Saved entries

#####

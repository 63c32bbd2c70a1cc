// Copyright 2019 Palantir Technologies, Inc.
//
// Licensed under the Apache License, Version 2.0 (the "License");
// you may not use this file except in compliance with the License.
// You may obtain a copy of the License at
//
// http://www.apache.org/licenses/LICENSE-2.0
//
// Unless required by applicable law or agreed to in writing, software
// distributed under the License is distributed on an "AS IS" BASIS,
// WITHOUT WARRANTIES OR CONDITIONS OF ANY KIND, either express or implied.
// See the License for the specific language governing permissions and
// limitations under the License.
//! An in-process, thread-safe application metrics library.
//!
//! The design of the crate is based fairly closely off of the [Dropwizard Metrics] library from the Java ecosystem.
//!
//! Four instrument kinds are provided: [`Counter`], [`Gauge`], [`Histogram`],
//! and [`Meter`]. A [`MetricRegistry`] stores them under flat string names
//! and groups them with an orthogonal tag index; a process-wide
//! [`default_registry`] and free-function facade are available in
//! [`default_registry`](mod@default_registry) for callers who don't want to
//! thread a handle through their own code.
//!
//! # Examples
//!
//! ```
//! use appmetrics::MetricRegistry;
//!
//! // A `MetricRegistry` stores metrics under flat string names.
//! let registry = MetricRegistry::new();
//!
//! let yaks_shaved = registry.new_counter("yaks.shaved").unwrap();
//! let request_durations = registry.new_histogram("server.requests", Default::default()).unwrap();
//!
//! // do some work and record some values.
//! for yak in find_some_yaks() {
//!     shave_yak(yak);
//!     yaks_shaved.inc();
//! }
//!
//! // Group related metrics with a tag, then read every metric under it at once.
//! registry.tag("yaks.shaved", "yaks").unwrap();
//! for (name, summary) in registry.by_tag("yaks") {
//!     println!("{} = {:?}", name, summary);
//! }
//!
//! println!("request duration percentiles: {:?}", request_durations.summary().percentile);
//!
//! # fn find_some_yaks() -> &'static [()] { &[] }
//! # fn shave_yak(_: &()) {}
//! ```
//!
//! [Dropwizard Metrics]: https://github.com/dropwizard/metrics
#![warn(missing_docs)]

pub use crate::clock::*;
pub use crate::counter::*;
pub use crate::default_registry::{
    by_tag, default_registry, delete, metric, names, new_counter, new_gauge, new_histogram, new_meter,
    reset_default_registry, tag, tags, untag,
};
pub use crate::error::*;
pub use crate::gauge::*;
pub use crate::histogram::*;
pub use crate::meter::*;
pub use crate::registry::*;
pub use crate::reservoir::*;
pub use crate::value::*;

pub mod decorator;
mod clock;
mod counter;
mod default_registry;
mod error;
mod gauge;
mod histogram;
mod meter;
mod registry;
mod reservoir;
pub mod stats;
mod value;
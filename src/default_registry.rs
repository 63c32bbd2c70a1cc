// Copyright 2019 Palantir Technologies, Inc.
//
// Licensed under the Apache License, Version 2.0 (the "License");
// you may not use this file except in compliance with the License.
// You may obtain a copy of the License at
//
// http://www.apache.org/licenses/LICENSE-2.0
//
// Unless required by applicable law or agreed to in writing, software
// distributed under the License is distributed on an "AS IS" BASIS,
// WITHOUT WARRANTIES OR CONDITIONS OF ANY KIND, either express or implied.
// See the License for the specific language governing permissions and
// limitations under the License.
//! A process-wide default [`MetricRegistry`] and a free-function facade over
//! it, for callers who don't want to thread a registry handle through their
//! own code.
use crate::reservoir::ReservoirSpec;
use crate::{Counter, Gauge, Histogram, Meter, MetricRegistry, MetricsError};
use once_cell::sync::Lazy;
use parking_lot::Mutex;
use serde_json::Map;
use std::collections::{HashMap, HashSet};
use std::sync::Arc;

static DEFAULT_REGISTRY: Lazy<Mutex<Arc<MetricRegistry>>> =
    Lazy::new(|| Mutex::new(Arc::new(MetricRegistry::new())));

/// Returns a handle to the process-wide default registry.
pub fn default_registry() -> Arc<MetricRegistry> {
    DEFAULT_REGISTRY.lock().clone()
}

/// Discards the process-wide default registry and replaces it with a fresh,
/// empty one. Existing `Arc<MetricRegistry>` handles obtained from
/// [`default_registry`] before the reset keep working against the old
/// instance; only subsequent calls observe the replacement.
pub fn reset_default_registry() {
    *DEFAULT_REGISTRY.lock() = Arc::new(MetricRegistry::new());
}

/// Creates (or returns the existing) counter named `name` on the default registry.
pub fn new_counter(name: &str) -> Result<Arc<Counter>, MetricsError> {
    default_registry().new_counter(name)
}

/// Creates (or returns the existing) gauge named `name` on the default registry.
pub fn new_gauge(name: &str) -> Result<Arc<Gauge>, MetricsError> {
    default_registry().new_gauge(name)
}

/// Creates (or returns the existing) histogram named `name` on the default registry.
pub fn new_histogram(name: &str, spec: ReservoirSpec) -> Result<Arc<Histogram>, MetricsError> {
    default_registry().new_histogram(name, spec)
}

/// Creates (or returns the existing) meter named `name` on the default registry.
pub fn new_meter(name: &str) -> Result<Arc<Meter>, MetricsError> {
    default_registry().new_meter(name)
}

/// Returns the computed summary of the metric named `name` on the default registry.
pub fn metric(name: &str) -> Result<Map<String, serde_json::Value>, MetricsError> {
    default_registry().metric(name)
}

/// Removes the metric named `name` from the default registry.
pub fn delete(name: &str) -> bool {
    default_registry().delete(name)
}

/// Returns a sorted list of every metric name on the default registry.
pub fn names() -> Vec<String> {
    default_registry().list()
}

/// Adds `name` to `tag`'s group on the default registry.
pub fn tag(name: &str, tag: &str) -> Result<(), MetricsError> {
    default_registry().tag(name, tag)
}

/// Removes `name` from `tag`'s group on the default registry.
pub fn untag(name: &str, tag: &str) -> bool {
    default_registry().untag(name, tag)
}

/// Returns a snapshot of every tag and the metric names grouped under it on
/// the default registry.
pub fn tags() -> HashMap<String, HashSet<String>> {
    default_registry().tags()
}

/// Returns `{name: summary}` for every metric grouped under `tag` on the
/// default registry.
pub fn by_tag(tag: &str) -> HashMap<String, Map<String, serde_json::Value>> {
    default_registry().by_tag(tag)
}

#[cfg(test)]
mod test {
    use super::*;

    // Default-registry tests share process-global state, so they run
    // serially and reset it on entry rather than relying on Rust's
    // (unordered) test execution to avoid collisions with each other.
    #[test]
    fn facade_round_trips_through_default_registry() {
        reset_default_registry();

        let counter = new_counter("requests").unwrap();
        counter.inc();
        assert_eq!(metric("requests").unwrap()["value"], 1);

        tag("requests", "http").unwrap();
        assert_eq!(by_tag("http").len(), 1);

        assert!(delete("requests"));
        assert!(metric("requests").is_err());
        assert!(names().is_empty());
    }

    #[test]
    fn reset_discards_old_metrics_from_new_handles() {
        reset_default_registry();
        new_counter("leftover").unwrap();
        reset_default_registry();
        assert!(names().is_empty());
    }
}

#####

THE PROBLEM:
All records shown above need to be written out again verbatim.

YOUR RESPONSE:
repository 63c32bbd2c70a1cc
// Copyright 2019 Palantir Technologies, Inc.
//
// Licensed under the Apache License, Version 2.0 (the "License");
// you may not use this file except in compliance with the License.
// You may obtain a copy of the License at
//
// http://www.apache.org/licenses/LICENSE-2.0
//
// Unless required by applicable law or agreed to in writing, software
// distributed under the License is distributed on an "AS IS" BASIS,
// WITHOUT WARRANTIES OR CONDITIONS OF ANY KIND, either express or implied.
// See the License for the specific language governing permissions and
// limitations under the License.
//! An in-process, thread-safe application metrics library.
//!
//! The design of the crate is based fairly closely off of the [Dropwizard Metrics] library from the Java ecosystem.
//!
//! Four instrument kinds are provided: [`Counter`], [`Gauge`], [`Histogram`],
//! and [`Meter`]. A [`MetricRegistry`] stores them under flat string names
//! and groups them with an orthogonal tag index; a process-wide
//! [`default_registry`] and free-function facade are available in
//! [`default_registry`](mod@default_registry) for callers who don't want to
//! thread a handle through their own code.
//!
//! # Examples
//!
//! ```
//! use appmetrics::MetricRegistry;
//!
//! // A `MetricRegistry` stores metrics under flat string names.
//! let registry = MetricRegistry::new();
//!
//! let yaks_shaved = registry.new_counter("yaks.shaved").unwrap();
//! let request_durations = registry.new_histogram("server.requests", Default::default()).unwrap();
//!
//! // do some work and record some values.
//! for yak in find_some_yaks() {
//!     shave_yak(yak);
//!     yaks_shaved.inc();
//! }
//!
//! // Group related metrics with a tag, then read every metric under it at once.
//! registry.tag("yaks.shaved", "yaks").unwrap();
//! for (name, summary) in registry.by_tag("yaks") {
//!     println!("{} = {:?}", name, summary);
//! }
//!
//! println!("request duration percentiles: {:?}", request_durations.summary().percentile);
//!
//! # fn find_some_yaks() -> &'static [()] { &[] }
//! # fn shave_yak(_: &()) {}
//! ```
//!
//! [Dropwizard Metrics]: https://github.com/dropwizard/metrics
#![warn(missing_docs)]

pub use crate::clock::*;
pub use crate::counter::*;
pub use crate::default_registry::{
    by_tag, default_registry, delete, metric, names, new_counter, new_gauge, new_histogram, new_meter,
    reset_default_registry, tag, tags, untag,
};
pub use crate::error::*;
pub use crate::gauge::*;
pub use crate::histogram::*;
pub use crate::meter::*;
pub use crate::registry::*;
pub use crate::reservoir::*;
pub use crate::value::*;

pub mod decorator;
mod clock;
mod counter;
mod default_registry;
mod error;
mod gauge;
mod histogram;
mod meter;
mod registry;
mod reservoir;
pub mod stats;
mod value;
filename src/default_registry.rs
repository 63c32bbd2c70a1cc
// Copyright 2019 Palantir Technologies, Inc.
//
// Licensed under the Apache License, Version 2.0 (the "License");
// you may not use this file except in compliance with the License.
// You may obtain a copy of the License at
//
// http://www.apache.org/licenses/LICENSE-2.0
//
// Unless required by applicable law or agreed to in writing, software
// distributed under the License is distributed on an "AS IS" BASIS,
// WITHOUT WARRANTIES OR CONDITIONS OF ANY KIND, either express or implied.
// See the License for the specific language governing permissions and
// limitations under the License.
//! A process-wide default [`MetricRegistry`] and a free-function facade over
//! it, for callers who don't want to thread a registry handle through their
//! own code.
use crate::reservoir::ReservoirSpec;
use crate::{Counter, Gauge, Histogram, Meter, MetricRegistry, MetricsError};
use once_cell::sync::Lazy;
use parking_lot::Mutex;
use serde_json::Map;
use std::collections::{HashMap, HashSet};
use std::sync::Arc;

static DEFAULT_REGISTRY: Lazy<Mutex<Arc<MetricRegistry>>> =
    Lazy::new(|| Mutex::new(Arc::new(MetricRegistry::new())));

/// Returns a handle to the process-wide default registry.
pub fn default_registry() -> Arc<MetricRegistry> {
    DEFAULT_REGISTRY.lock().clone()
}

/// Discards the process-wide default registry and replaces it with a fresh,
/// empty one. Existing `Arc<MetricRegistry>` handles obtained from
/// [`default_registry`] before the reset keep working against the old
/// instance; only subsequent calls observe the replacement.
pub fn reset_default_registry() {
    *DEFAULT_REGISTRY.lock() = Arc::new(MetricRegistry::new());
}

/// Creates (or returns the existing) counter named `name` on the default registry.
pub fn new_counter(name: &str) -> Result<Arc<Counter>, MetricsError> {
    default_registry().new_counter(name)
}

/// Creates (or returns the existing) gauge named `name` on the default registry.
pub fn new_gauge(name: &str) -> Result<Arc<Gauge>, MetricsError> {
    default_registry().new_gauge(name)
}

/// Creates (or returns the existing) histogram named `name` on the default registry.
pub fn new_histogram(name: &str, spec: ReservoirSpec) -> Result<Arc<Histogram>, MetricsError> {
    default_registry().new_histogram(name, spec)
}

/// Creates (or returns the existing) meter named `name` on the default registry.
pub fn new_meter(name: &str) -> Result<Arc<Meter>, MetricsError> {
    default_registry().new_meter(name)
}

/// Returns the computed summary of the metric named `name` on the default registry.
pub fn metric(name: &str) -> Result<Map<String, serde_json::Value>, MetricsError> {
    default_registry().metric(name)
}

/// Removes the metric named `name` from the default registry.
pub fn delete(name: &str) -> bool {
    default_registry().delete(name)
}

/// Returns a sorted list of every metric name on the default registry.
pub fn names() -> Vec<String> {
    default_registry().list()
}

/// Adds `name` to `tag`'s group on the default registry.
pub fn tag(name: &str, tag: &str) -> Result<(), MetricsError> {
    default_registry().tag(name, tag)
}

/// Removes `name` from `tag`'s group on the default registry.
pub fn untag(name: &str, tag: &str) -> bool {
    default_registry().untag(name, tag)
}

/// Returns a snapshot of every tag and the metric names grouped under it on
/// the default registry.
pub fn tags() -> HashMap<String, HashSet<String>> {
    default_registry().tags()
}

/// Returns `{name: summary}` for every metric grouped under `tag` on the
/// default registry.
pub fn by_tag(tag: &str) -> HashMap<String, Map<String, serde_json::Value>> {
    default_registry().by_tag(tag)
}

#[cfg(test)]
mod test {
    use super::*;

    // Default-registry tests share process-global state, so they run
    // serially and reset it on entry rather than relying on Rust's
    // (unordered) test execution to avoid collisions with each other.
    #[test]
    fn facade_round_trips_through_default_registry() {
        reset_default_registry();

        let counter = new_counter("requests").unwrap();
        counter.inc();
        assert_eq!(metric("requests").unwrap()["value"], 1);

        tag("requests", "http").unwrap();
        assert_eq!(by_tag("http").len(), 1);

        assert!(delete("requests"));
        assert!(metric("requests").is_err());
        assert!(names().is_empty());
    }

    #[test]
    fn reset_discards_old_metrics_from_new_handles() {
        reset_default_registry();
        new_counter("leftover").unwrap();
        reset_default_registry();
        assert!(names().is_empty());
    }
}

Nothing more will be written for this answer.